顏彥忙把話接了過去,“回祖母,若果真借祖母的吉言,孫媳一定好好謝過祖母。來,這是剛出爐的點心,我特地拐過去取來的,給祖母和母親嘗嘗,這還有一盒是給四妹妹預備的。”
說完,顏彥特地打開了其中的一盒蕎麥面的紅豆面包,親自要水洗了手給老太太掰了一塊,剛出爐的面包確實帶著一股濃郁的麥香,陸老太太見顏彥如此給面,忍不住吃了一塊后又自己親手掰了一塊。
隨后,顏彥給陸老太太普及了些蕎麥對人體的諸多種好處,老太太聽了越發滿意,再也沒提顏彥的肚子,畢竟成親才三個多月,再看一段時間也不是等不起,左右陸呦又不用上戰場。
朱氏見老太太這么快又被顏彥收買了,暗自嘆口氣。
前天從明園回來,當著陸端的面,老太太就把顏彧貶了一頓,先不說她的才學品行,就說她那天的冒失行為就有失閨閣女子的大家風范。
是,馬氏事先可能不清楚陸家會來人,所以把人都帶來了,這個老太太不挑,誰叫人家和太后是親戚呢!
可顏彧后來倒是走啊,陸老太太的馬車和太后皇后的轎子停下來時,顏彧正在影壁前站著,那個時候,顏彧完全有可能避開,一個選擇是上馬車躲起來,還有一個選擇是退回去找間屋子躲起來。
可顏彧沒這么做,而是主動去太后的轎子前攙扶太后,說白了,她還是想在太后面前露個臉,想在太后面前表現她的乖巧和懂事,同時也好讓陸家高看她一眼。
可事實上呢?
顏彥一來,太后很快就松開了她的手,再后來,還得馬氏和顏彥出面替她解圍,自己丟人不算還得連累家人。

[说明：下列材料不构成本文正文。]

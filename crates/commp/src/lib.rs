//! Streaming Filecoin piece-commitment (CommP) engine (spec.md §4.6).
//!
//! Grounded on `commp.go`'s `CalcCommP` (Fr32-pad via `go-padreader`, then
//! `ffiwrapper.GeneratePieceCIDFromFile`'s binary SHA-254 merkle tree), with
//! the merkle/Fr32 primitives cross-checked against `eigerco-rust-fil-proofs`'
//! `filecoin-proofs::api::generate_piece_commitment` pipeline (Fr32 reader ->
//! commitment reader -> `PieceInfo`).

pub mod error;
pub mod fr32;
pub mod merkle;
pub mod pad_car;
pub mod padding;
pub mod piece_cid;

use std::io::Read;

pub use error::{Error, Result};
pub use pad_car::pad_car;
pub use padding::{padded_size_for, unpadded_size};

/// `(PieceCID, UnpaddedPieceSize, PayloadSize)` — spec.md §3 `PieceCommitment`.
#[derive(Debug, Clone, Copy)]
pub struct PieceCommitment {
    pub piece_cid: cid::Cid,
    pub unpadded_piece_size: u64,
    pub payload_size: u64,
}

/// Stream a CommP computation over `input`, which must yield exactly
/// `payload_size` bytes (the CAR's own length, mirroring `commp.go`'s use of
/// `stat.Size()`).
///
/// Pipeline (spec.md §4.6): Fr32-expand the input into 32-byte leaves, zero-
/// pad the leaf list up to the power-of-two count `padded(payload_size) /
/// 32`, fold it into a binary SHA-254-trunc254 merkle tree, and wrap the
/// root as a `PieceCID`. The size implied by the Fr32 bitstream's own length
/// is cross-checked against `padded(payload_size)`; a mismatch is the fatal
/// invariant violation spec.md §4.6 describes, surfaced as
/// [`Error::PaddedSizeMismatch`].
pub fn compute_commp<R: Read>(input: &mut R, payload_size: u64) -> Result<PieceCommitment> {
    let mut leaves = fr32::fr32_leaves(input)?;

    let from_payload = padding::padded_size_for(payload_size);
    let raw_fr32_bytes = leaves.len() as u64 * 32;
    let from_bits = padding::next_pow2_at_least_128(raw_fr32_bytes);
    if from_bits != from_payload {
        return Err(Error::PaddedSizeMismatch {
            from_bits,
            from_payload,
        });
    }

    let target_leaf_count = (from_payload / 32) as usize;
    leaves.resize(target_leaf_count, [0u8; 32]);

    let root = merkle::merkle_root(leaves);
    let piece_cid = piece_cid::from_root(root)?;

    Ok(PieceCommitment {
        piece_cid,
        unpadded_piece_size: padding::unpadded_size(from_payload),
        payload_size,
    })
}

#[cfg(test)]
mod tests {
    use super::*;
    use std::io::Cursor;

    #[test]
    fn computes_a_stable_piece_cid_for_known_bytes() {
        let data = vec![0x61u8; 2032]; // payload_size chosen so padded() == 2048
        let mut input = Cursor::new(data);
        let commp = compute_commp(&mut input, 2032).unwrap();
        assert_eq!(commp.unpadded_piece_size, 2032);
        assert_eq!(commp.payload_size, 2032);
        assert_eq!(commp.piece_cid.codec(), piece_cid::FIL_COMMITMENT_UNSEALED);
    }

    #[test]
    fn deterministic_across_runs() {
        let data = vec![0xABu8; 900];
        let a = compute_commp(&mut Cursor::new(data.clone()), 900).unwrap();
        let b = compute_commp(&mut Cursor::new(data), 900).unwrap();
        assert_eq!(a.piece_cid, b.piece_cid);
        assert_eq!(a.unpadded_piece_size, b.unpadded_piece_size);
    }

    #[test]
    fn a_single_changed_byte_changes_the_piece_cid() {
        let mut data = vec![0u8; 900];
        let base = compute_commp(&mut Cursor::new(data.clone()), 900).unwrap();
        data[500] ^= 0xFF;
        let changed = compute_commp(&mut Cursor::new(data), 900).unwrap();
        assert_ne!(base.piece_cid, changed.piece_cid);
    }

    #[test]
    fn empty_input_still_yields_the_minimum_piece() {
        let commp = compute_commp(&mut Cursor::new(Vec::new()), 0).unwrap();
        assert_eq!(commp.unpadded_piece_size, 127);
    }

    #[test]
    fn padding_round_trip_matches_the_declared_piece_size() {
        // spec.md §8 invariant 5: padded(len(CAR)) * 127/128 == UnpaddedPieceSize.
        let data = vec![0x11u8; 5000];
        let commp = compute_commp(&mut Cursor::new(data), 5000).unwrap();
        let padded = padding::padded_size_for(5000);
        assert_eq!(padded * 127 / 128, commp.unpadded_piece_size);
    }
}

至于那些學識、口才、能干、聰明勁什么的更沒得比,用老太太的話說,給顏彥提鞋還差不多。
為此,老太太特地把陸鳴喊來罵了一通。
陸鳴倒是為顏彧說了幾句話,說是有陸家長輩在,顏彧也不能太過活泛張揚,所以只得低調些,這才是正經世家女子該有的禮儀規矩。
這話雖有幾分道理,但顏彧的聰明、能干比不上顏彥卻是不爭的事實,因而,老太太心口堵的那口氣猶自出不來。
為此,朱氏心里也滿是懊惱。
可是話又說回來了,朱氏懊惱歸懊惱,但對顏彥她仍舊喜歡不上來,首先,她不喜歡顏彥的命格,命硬,克父克母,最后連祖父祖母也早早離開了;其次,現在的顏彥性格太強勢,或許是應了物極必反那句話,現在的顏彥和退親之前的顏彥根本是兩個人,以前的那個小姑娘沉著冷靜不張揚,現在可好,八面玲瓏長袖善舞不說,還有點咄咄逼人,那天的暖房酒可不就她一個人在那左右逢源?
因此,從性格上來說,朱氏還是喜歡顏彧這款的,只是她現在拿不準顏彧的心智和才智能不能撐起整個陸家,能不能守住陸家的這點家業,別的,她現在還真不求了。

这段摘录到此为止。